When considering sedimentation, trapping stability and shear stress, the design rules in Table 2 prescribe that the best possible practical design is cubic traps at most twice the tissue diameter. When considering bonding to or using glass slides, the results show that they significantly impair oxygen transport and may lead larger tissues to anoxia. Finally, when considering nutrients that are only supplied through the medium, having a medium volume per trap that is at least 100 times the tissue volume with a maximum channel length of 6.4 mm ensures maximum metabolism (0th order kinetics) for at least 24 hours. These V M /V T ratio and maximum channel length can be tuned to the required channel design and desired replenishment times with equations (6) and (7). All of the results are derived for tissues with parameters listed in Table 1.
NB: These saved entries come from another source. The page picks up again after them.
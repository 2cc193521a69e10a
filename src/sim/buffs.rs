//! Temporary buffs
//!
//! A buff is a plain record; what it does is looked up from its kind, so
//! expiry never needs a closure over outer state. Each buff is applied once
//! on insertion and reverted once on expiry or removal.

use serde::{Deserialize, Serialize};

use super::progression::{StatKey, StatMultipliers};

/// Named temporary effects
#[derive(Debug, Clone, Copy, PartialEq, Eq, Serialize, Deserialize)]
pub enum BuffKind {
    /// Fizzle potion: faster movement
    SwiftPotion,
    /// Fizzle potion: harder hits
    FuryPotion,
    /// Fizzle potion: faster firing
    FrenzyPotion,
    /// Cursed loan: slower movement
    CursedSlow,
}

impl BuffKind {
    pub fn stat(&self) -> StatKey {
        match self {
            BuffKind::SwiftPotion | BuffKind::CursedSlow => StatKey::Speed,
            BuffKind::FuryPotion => StatKey::Damage,
            BuffKind::FrenzyPotion => StatKey::FireRate,
        }
    }

    /// Potion picked by a draw in [0, 1)
    pub fn potion_from_roll(roll: f32) -> Self {
        match (roll * 3.0) as u32 {
            0 => BuffKind::SwiftPotion,
            1 => BuffKind::FuryPotion,
            _ => BuffKind::FrenzyPotion,
        }
    }
}

fn apply(kind: BuffKind, magnitude: f32, stats: &mut StatMultipliers) -> bool {
    stats.scale(kind.stat(), 1.0 + magnitude)
}

fn revert(kind: BuffKind, magnitude: f32, stats: &mut StatMultipliers) {
    stats.scale(kind.stat(), 1.0 / (1.0 + magnitude));
}

/// An active temporary effect
#[derive(Debug, Clone, Copy, PartialEq, Serialize, Deserialize)]
pub struct Buff {
    pub id: u32,
    pub kind: BuffKind,
    /// Fractional change: +0.25 means x1.25, -0.25 means x0.75
    pub magnitude: f32,
    pub remaining_ticks: u32,
}

/// Buffs currently in effect
#[derive(Debug, Clone, Default)]
pub struct BuffList {
    buffs: Vec<Buff>,
    next_id: u32,
}

impl BuffList {
    pub fn new() -> Self {
        Self::default()
    }

    pub fn len(&self) -> usize {
        self.buffs.len()
    }

    pub fn is_empty(&self) -> bool {
        self.buffs.is_empty()
    }

    pub fn iter(&self) -> impl Iterator<Item = &Buff> {
        self.buffs.iter()
    }

    /// Apply a buff now and track it. Returns its id, or `None` if the
    /// magnitude would make the stat non-positive or the duration is zero.
    pub fn add(
        &mut self,
        stats: &mut StatMultipliers,
        kind: BuffKind,
        magnitude: f32,
        ticks: u32,
    ) -> Option<u32> {
        if ticks == 0 || !apply(kind, magnitude, stats) {
            return None;
        }
        let id = self.next_id;
        self.next_id += 1;
        self.buffs.push(Buff {
            id,
            kind,
            magnitude,
            remaining_ticks: ticks,
        });
        Some(id)
    }

    /// Count every buff down one tick and revert the expired ones
    pub fn tick(&mut self, stats: &mut StatMultipliers) -> Vec<Buff> {
        let mut expired = Vec::new();
        self.buffs.retain_mut(|b| {
            b.remaining_ticks = b.remaining_ticks.saturating_sub(1);
            if b.remaining_ticks == 0 {
                revert(b.kind, b.magnitude, stats);
                expired.push(*b);
                false
            } else {
                true
            }
        });
        expired
    }

    /// Remove a buff early. Removing an unknown id is a no-op.
    pub fn remove(&mut self, stats: &mut StatMultipliers, id: u32) -> bool {
        match self.buffs.iter().position(|b| b.id == id) {
            Some(idx) => {
                let b = self.buffs.remove(idx);
                revert(b.kind, b.magnitude, stats);
                true
            }
            None => false,
        }
    }
}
The prescribed design rules cover a wide range of devices made of porous materials (e.g. PDMS) with designs reducible to the simple MST geometry. These rules are consistent with published experimental studies utilizing MSTs. In some cases, perfusion is used where it would not be necessary11, 14, 15. In other cases, it is possible to have a slight reduction of viability when a suboptimal V M /V T ratio is chosen7, 10. Ultimately, designs that aim to trap single cells or tissues should use nearly cubic traps at most twice the tissue size regardless of the material used for fabrication. In the case that the trap is larger, special mechanisms are put in place to ensure a single tissue per trap15.

The results presented in this article circumscribe a very specific but extensive set of experiments that will add to a better understanding of tissue viability in vitro. Validating these models requires precise knowledge of cell parameters: tissue density, cell density, Michaelis-Menten constants, uptake rate and tissue dimensions. These parameters can be evaluated experimentally for specific cell types with specialized equipment. The preceding design rules will enable designing MSTs as close as possible to optimal operating conditions, thus fabricating devices that fully exploit the potential of microfluidics to stably trap-release, and precisely control the in vitro tissue microenvironment.